A nearly 1,000-year-old ink painting by one of China’s greatest literati masters Su Shi fetched $59.5 million (around P3.1 billion) at auction, Christie’s said Monday.
The auction house has described the Song Dynasty artwork created by Su as “one of the world’s rarest Chinese paintings.”
Titled “Wood and Rock”, the ink-on-paper handscroll depicts a dragon-like old tree with withered branches and a sharp rock resting at its root.
The painting was the most expensive item ever sold in Christie’s Asia, it said.
Su Shi, also known as Su Dongpo, is one of the most important cultural figures in Chinese history and was an esteemed scholar, poet, prose-writer, painter, calligrapher and statesman.
The 185.5cm-long scroll is inscribed with calligraphy and the poems of four important literati of the 11th century in China, and also exhibits the seals of 41 collectors.

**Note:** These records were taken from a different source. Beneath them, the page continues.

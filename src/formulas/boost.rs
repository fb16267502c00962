//! Boost materials.
//!
//! Stocked AI cores, hardware, real estate and robots multiply a
//! division's production:
//!
//! ```text
//! mult = (Π (1 + 0.002 q_i)^c_i)^0.73
//! ```
//!
//! Maximizing it under a warehouse budget `Σ s_i q_i = S` has the
//! Lagrangian solution
//!
//! ```text
//! q_i = c_i (S + 500 Σs) / (Σc s_i) - 500
//! ```
//!
//! over the set of materials worth stocking. A material whose optimum is
//! negative is dominated; it is fixed at zero and the rest re-solved.

/// Warehouse space per unit, in `[ai cores, hardware, real estate, robots]` order.
pub const BOOST_MATERIAL_SIZES: [f64; 4] = [0.1, 0.06, 0.005, 0.5];

/// Quantity-to-factor scale of boost materials.
const BOOST_SCALE: f64 = 0.002;

/// Exponent applied to the per-city product of boost factors.
const CITY_EXPONENT: f64 = 0.73;

/// Optimal stock of each boost material for `space` units of storage.
///
/// Quantities are returned in the same order as `coefficients` and
/// `sizes`. With `round` set, each quantity is floored to whole units so
/// the space used never exceeds `space`.
pub fn optimal_boost_quantities(
    coefficients: &[f64; 4],
    sizes: &[f64; 4],
    space: f64,
    round: bool,
) -> [f64; 4] {
    let active = coefficients.map(|c| c > 0.0);
    let mut quantities = solve_active(coefficients, sizes, space, active);
    if round {
        for q in &mut quantities {
            *q = q.floor();
        }
    }
    quantities
}

/// Solves the Lagrangian system restricted to `active` materials.
///
/// Every call that finds a negative quantity removes at least one index
/// from `active`, so recursion depth is bounded by the material count.
fn solve_active(
    coefficients: &[f64; 4],
    sizes: &[f64; 4],
    space: f64,
    active: [bool; 4],
) -> [f64; 4] {
    let mut quantities = [0.0; 4];
    let coefficient_sum: f64 = (0..4).filter(|&i| active[i]).map(|i| coefficients[i]).sum();
    let size_sum: f64 = (0..4).filter(|&i| active[i]).map(|i| sizes[i]).sum();
    if !(coefficient_sum > 0.0) || !(space > 0.0) {
        return quantities;
    }

    let scale = (space + size_sum / BOOST_SCALE) / coefficient_sum;
    let mut next = active;
    let mut dropped = false;
    for i in (0..4).filter(|&i| active[i]) {
        let q = coefficients[i] * scale / sizes[i] - 1.0 / BOOST_SCALE;
        if q < 0.0 {
            next[i] = false;
            dropped = true;
        } else {
            quantities[i] = q;
        }
    }

    if dropped {
        solve_active(coefficients, sizes, space, next)
    } else {
        quantities
    }
}

/// Production multiplier from stocked boost materials.
pub fn boost_multiplier(coefficients: &[f64; 4], quantities: &[f64; 4]) -> f64 {
    coefficients
        .iter()
        .zip(quantities)
        .map(|(c, q)| (1.0 + BOOST_SCALE * q.max(0.0)).powf(*c))
        .product::<f64>()
        .powf(CITY_EXPONENT)
}

/// Warehouse space taken by `quantities`.
pub fn boost_space(sizes: &[f64; 4], quantities: &[f64; 4]) -> f64 {
    sizes.iter().zip(quantities).map(|(s, q)| s * q).sum()
}
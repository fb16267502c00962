//! Point-in-time division state consumed by the optimizer.

use std::ops::{Index, IndexMut};

use crate::error::OptimizerError;

/// Productive job categories of an office.
#[derive(Debug, Clone, Copy, PartialEq, Eq, Hash, PartialOrd, Ord)]
#[cfg_attr(feature = "serde", derive(serde::Serialize, serde::Deserialize))]
pub enum Job {
    Operations,
    Engineer,
    Business,
    Management,
    ResearchAndDevelopment,
}

impl Job {
    /// All jobs in canonical order.
    pub const ALL: [Job; 5] = [
        Job::Operations,
        Job::Engineer,
        Job::Business,
        Job::Management,
        Job::ResearchAndDevelopment,
    ];

    /// Position of this job inside a [`PerJob`] record.
    pub const fn index(self) -> usize {
        match self {
            Job::Operations => 0,
            Job::Engineer => 1,
            Job::Business => 2,
            Job::Management => 3,
            Job::ResearchAndDevelopment => 4,
        }
    }
}

/// One value per [`Job`].
#[derive(Debug, Clone, Copy, PartialEq, Default)]
#[cfg_attr(feature = "serde", derive(serde::Serialize, serde::Deserialize))]
pub struct PerJob<T> {
    values: [T; 5],
}

impl<T: Copy> PerJob<T> {
    /// Builds a record in [`Job::ALL`] order.
    pub const fn new(values: [T; 5]) -> Self {
        Self { values }
    }

    /// Iterates `(job, value)` pairs in canonical order.
    pub fn iter(&self) -> impl Iterator<Item = (Job, T)> + '_ {
        Job::ALL.iter().map(move |&job| (job, self.values[job.index()]))
    }

    /// Applies `f` to every value.
    pub fn map<U: Copy>(&self, mut f: impl FnMut(Job, T) -> U) -> PerJob<U> {
        PerJob {
            values: Job::ALL.map(|job| f(job, self.values[job.index()])),
        }
    }
}

impl<T> Index<Job> for PerJob<T> {
    type Output = T;

    fn index(&self, job: Job) -> &T {
        &self.values[job.index()]
    }
}

impl<T> IndexMut<Job> for PerJob<T> {
    fn index_mut(&mut self, job: Job) -> &mut T {
        &mut self.values[job.index()]
    }
}

/// Headcount per job.
pub type JobCounts = PerJob<u32>;

/// Production contributed by each job.
pub type JobProduction = PerJob<f64>;

impl JobCounts {
    /// Total employees over all jobs.
    pub fn total(&self) -> u32 {
        self.values.iter().sum()
    }

    /// Number of jobs with at least one employee.
    pub fn staffed_jobs(&self) -> usize {
        self.values.iter().filter(|&&n| n > 0).count()
    }
}

/// Office-wide averages of employee attributes.
///
/// Morale and energy are percentages in `[0, 100]`; the four skill traits
/// are raw stat averages before upgrade or research multipliers.
#[derive(Debug, Clone, Copy, PartialEq)]
#[cfg_attr(feature = "serde", derive(serde::Serialize, serde::Deserialize))]
pub struct EmployeeTraits {
    pub morale: f64,
    pub energy: f64,
    pub intelligence: f64,
    pub charisma: f64,
    pub creativity: f64,
    pub efficiency: f64,
    pub experience: f64,
}

impl EmployeeTraits {
    /// Baseline stats of a freshly hired employee.
    pub const NEW_HIRE: f64 = 75.0;
}

impl Default for EmployeeTraits {
    fn default() -> Self {
        Self {
            morale: 100.0,
            energy: 100.0,
            intelligence: Self::NEW_HIRE,
            charisma: Self::NEW_HIRE,
            creativity: Self::NEW_HIRE,
            efficiency: Self::NEW_HIRE,
            experience: Self::NEW_HIRE,
        }
    }
}

/// Corporation-wide upgrades that scale production, sales or stats.
#[derive(Debug, Clone, Copy, PartialEq, Eq, Hash, PartialOrd, Ord)]
#[cfg_attr(feature = "serde", derive(serde::Serialize, serde::Deserialize))]
pub enum CorporationUpgrade {
    SmartFactories,
    SmartStorage,
    DreamSense,
    WilsonAnalytics,
    NuoptimalNootropicInjectorImplants,
    SpeechProcessorImplants,
    NeuralAccelerators,
    FocusWires,
    AbcSalesBots,
    ProjectInsight,
}

impl CorporationUpgrade {
    pub const ALL: [CorporationUpgrade; 10] = [
        CorporationUpgrade::SmartFactories,
        CorporationUpgrade::SmartStorage,
        CorporationUpgrade::DreamSense,
        CorporationUpgrade::WilsonAnalytics,
        CorporationUpgrade::NuoptimalNootropicInjectorImplants,
        CorporationUpgrade::SpeechProcessorImplants,
        CorporationUpgrade::NeuralAccelerators,
        CorporationUpgrade::FocusWires,
        CorporationUpgrade::AbcSalesBots,
        CorporationUpgrade::ProjectInsight,
    ];

    const fn index(self) -> usize {
        self as usize
    }
}

/// Purchased level of every [`CorporationUpgrade`].
#[derive(Debug, Clone, Copy, PartialEq, Eq, Default)]
#[cfg_attr(feature = "serde", derive(serde::Serialize, serde::Deserialize))]
pub struct UpgradeLevels {
    levels: [u32; 10],
}

impl UpgradeLevels {
    pub fn get(&self, upgrade: CorporationUpgrade) -> u32 {
        self.levels[upgrade.index()]
    }

    pub fn set(&mut self, upgrade: CorporationUpgrade, level: u32) {
        self.levels[upgrade.index()] = level;
    }

    /// Builder form of [`set`](Self::set).
    pub fn with(mut self, upgrade: CorporationUpgrade, level: u32) -> Self {
        self.set(upgrade, level);
        self
    }
}

/// Division research that changes the formulas the optimizer models.
#[derive(Debug, Clone, Copy, PartialEq, Eq, Hash, PartialOrd, Ord)]
#[cfg_attr(feature = "serde", derive(serde::Serialize, serde::Deserialize))]
pub enum Research {
    DroneAssembly,
    SelfCorrectingAssemblers,
    UpgradeFulcrum,
    Overclock,
    Cph4Injections,
    HiTechRndLaboratory,
}

/// Set of completed [`Research`] entries.
#[derive(Debug, Clone, Copy, PartialEq, Eq, Default)]
#[cfg_attr(feature = "serde", derive(serde::Serialize, serde::Deserialize))]
pub struct ResearchSet {
    bits: u32,
}

impl ResearchSet {
    pub fn contains(&self, research: Research) -> bool {
        self.bits & (1 << research as u32) != 0
    }

    pub fn insert(&mut self, research: Research) {
        self.bits |= 1 << research as u32;
    }

    pub fn with(mut self, research: Research) -> Self {
        self.insert(research);
        self
    }

    /// Returns `multiplier` when `research` is complete, otherwise 1.
    pub fn factor(&self, research: Research, multiplier: f64) -> f64 {
        if self.contains(research) {
            multiplier
        } else {
            1.0
        }
    }
}

/// One-time corporation unlocks relevant to pricing.
#[derive(Debug, Clone, Copy, PartialEq, Eq, Default)]
#[cfg_attr(feature = "serde", derive(serde::Serialize, serde::Deserialize))]
pub struct CorporationUnlocks {
    /// "Market Research - Demand": exposes item demand.
    pub market_research_demand: bool,
    /// "Market Data - Competition": exposes item competition.
    pub market_data_competition: bool,
}

impl CorporationUnlocks {
    /// Both market-data unlocks, required before any price can be derived.
    pub fn has_market_data(&self) -> bool {
        self.market_research_demand && self.market_data_competition
    }

    pub fn all() -> Self {
        Self {
            market_research_demand: true,
            market_data_competition: true,
        }
    }
}

/// Industry constants that shape production.
#[derive(Debug, Clone, Copy, PartialEq)]
#[cfg_attr(feature = "serde", derive(serde::Serialize, serde::Deserialize))]
pub struct IndustryFactors {
    /// Exponent applied to research points in product quality.
    pub science_factor: f64,
    /// Exponent applied to awareness and popularity.
    pub advertising_factor: f64,
    pub ai_core_factor: f64,
    pub hardware_factor: f64,
    pub real_estate_factor: f64,
    pub robot_factor: f64,
}

impl IndustryFactors {
    /// Agriculture.
    pub const AGRICULTURE: IndustryFactors = IndustryFactors {
        science_factor: 0.5,
        advertising_factor: 0.04,
        ai_core_factor: 0.3,
        hardware_factor: 0.2,
        real_estate_factor: 0.72,
        robot_factor: 0.3,
    };

    /// Chemical.
    pub const CHEMICAL: IndustryFactors = IndustryFactors {
        science_factor: 0.75,
        advertising_factor: 0.07,
        ai_core_factor: 0.2,
        hardware_factor: 0.2,
        real_estate_factor: 0.25,
        robot_factor: 0.25,
    };

    /// Tobacco.
    pub const TOBACCO: IndustryFactors = IndustryFactors {
        science_factor: 0.75,
        advertising_factor: 0.2,
        ai_core_factor: 0.15,
        hardware_factor: 0.15,
        real_estate_factor: 0.15,
        robot_factor: 0.25,
    };

    /// Boost coefficients in `[ai cores, hardware, real estate, robots]` order.
    pub fn boost_coefficients(&self) -> [f64; 4] {
        [
            self.ai_core_factor,
            self.hardware_factor,
            self.real_estate_factor,
            self.robot_factor,
        ]
    }
}

/// Immutable input to one optimization call.
///
/// Produced by a [`SnapshotSource`] and never mutated by the optimizer.
/// Workers receive their own copy.
#[derive(Debug, Clone, PartialEq)]
#[cfg_attr(feature = "serde", derive(serde::Serialize, serde::Deserialize))]
pub struct ProductionSnapshot {
    pub traits: EmployeeTraits,
    /// Current staffing of the office.
    pub jobs: JobCounts,
    pub upgrades: UpgradeLevels,
    pub researches: ResearchSet,
    pub unlocks: CorporationUnlocks,
    pub industry: IndustryFactors,
    /// Boost-material multiplier of the division (at least 1).
    pub division_production_multiplier: f64,
    pub awareness: f64,
    pub popularity: f64,
    pub research_points: f64,
    /// Sales multiplier from research, 1 when nothing applies.
    pub research_sales_multiplier: f64,
}

impl Default for ProductionSnapshot {
    fn default() -> Self {
        Self {
            traits: EmployeeTraits::default(),
            jobs: JobCounts::default(),
            upgrades: UpgradeLevels::default(),
            researches: ResearchSet::default(),
            unlocks: CorporationUnlocks::all(),
            industry: IndustryFactors::AGRICULTURE,
            division_production_multiplier: 1.0,
            awareness: 0.0,
            popularity: 0.0,
            research_points: 0.0,
            research_sales_multiplier: 1.0,
        }
    }
}

/// Reads consistent snapshots from the host simulation.
///
/// Implementations must not tear reads across staffing, upgrade and
/// research fields.
pub trait SnapshotSource {
    fn production_snapshot(
        &self,
        division: &str,
        city: &str,
    ) -> Result<ProductionSnapshot, OptimizerError>;
}

#[cfg(test)]
mod tests {
    use super::*;

    #[test]
    fn test_per_job_indexing() {
        let mut counts = JobCounts::new([1, 2, 3, 4, 5]);
        assert_eq!(counts[Job::Management], 4);
        counts[Job::Business] = 0;
        assert_eq!(counts.total(), 12);
        assert_eq!(counts.staffed_jobs(), 4);
    }

    #[test]
    fn test_per_job_map_preserves_order() {
        let counts = JobCounts::new([1, 2, 3, 4, 5]);
        let doubled = counts.map(|_, n| n as f64 * 2.0);
        let collected: Vec<(Job, f64)> = doubled.iter().collect();
        assert_eq!(collected[0], (Job::Operations, 2.0));
        assert_eq!(collected[4], (Job::ResearchAndDevelopment, 10.0));
    }

    #[test]
    fn test_research_set() {
        let set = ResearchSet::default()
            .with(Research::DroneAssembly)
            .with(Research::Overclock);
        assert!(set.contains(Research::DroneAssembly));
        assert!(!set.contains(Research::UpgradeFulcrum));
        assert_eq!(set.factor(Research::Overclock, 1.25), 1.25);
        assert_eq!(set.factor(Research::Cph4Injections, 1.1), 1.0);
    }

    #[test]
    fn test_upgrade_levels() {
        let levels = UpgradeLevels::default().with(CorporationUpgrade::SmartFactories, 12);
        assert_eq!(levels.get(CorporationUpgrade::SmartFactories), 12);
        assert_eq!(levels.get(CorporationUpgrade::FocusWires), 0);
    }

    #[test]
    fn test_market_data_requires_both_unlocks() {
        let partial = CorporationUnlocks {
            market_research_demand: true,
            market_data_competition: false,
        };
        assert!(!partial.has_market_data());
        assert!(CorporationUnlocks::all().has_market_data());
    }

    struct Offices(Vec<(String, String, ProductionSnapshot)>);

    impl SnapshotSource for Offices {
        fn production_snapshot(
            &self,
            division: &str,
            city: &str,
        ) -> Result<ProductionSnapshot, OptimizerError> {
            self.0
                .iter()
                .find(|(d, c, _)| d == division && c == city)
                .map(|(_, _, s)| s.clone())
                .ok_or_else(|| OptimizerError::SnapshotUnavailable {
                    division: division.to_string(),
                    city: city.to_string(),
                    reason: "no office".to_string(),
                })
        }
    }

    #[test]
    fn test_snapshot_source() {
        let snapshot = ProductionSnapshot {
            awareness: 12.0,
            ..ProductionSnapshot::default()
        };
        let source = Offices(vec![("Agri".into(), "Sector-12".into(), snapshot.clone())]);

        assert_eq!(source.production_snapshot("Agri", "Sector-12"), Ok(snapshot));
        assert!(matches!(
            source.production_snapshot("Agri", "Aevum"),
            Err(OptimizerError::SnapshotUnavailable { ref city, .. }) if city == "Aevum"
        ));
    }
}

“The number of the works securely attributed to him are very few, probably only two or three. They are extremely rare,” Jonathan Stone, deputy chairman for Christie’s Asian art department, said in an earlier preview.
In 2010, “Dizhuming”, a Chinese calligraphy scroll by Huang Tingjian — Su Shi’s student — sold for $64 million (around P3.3 billion) at Poly Auction in Beijing.
Hong Kong’s auction houses have seen frenzied bidding among Asian buyers in recent years, with sales of diamonds, paintings and ancient ceramics shattering world records.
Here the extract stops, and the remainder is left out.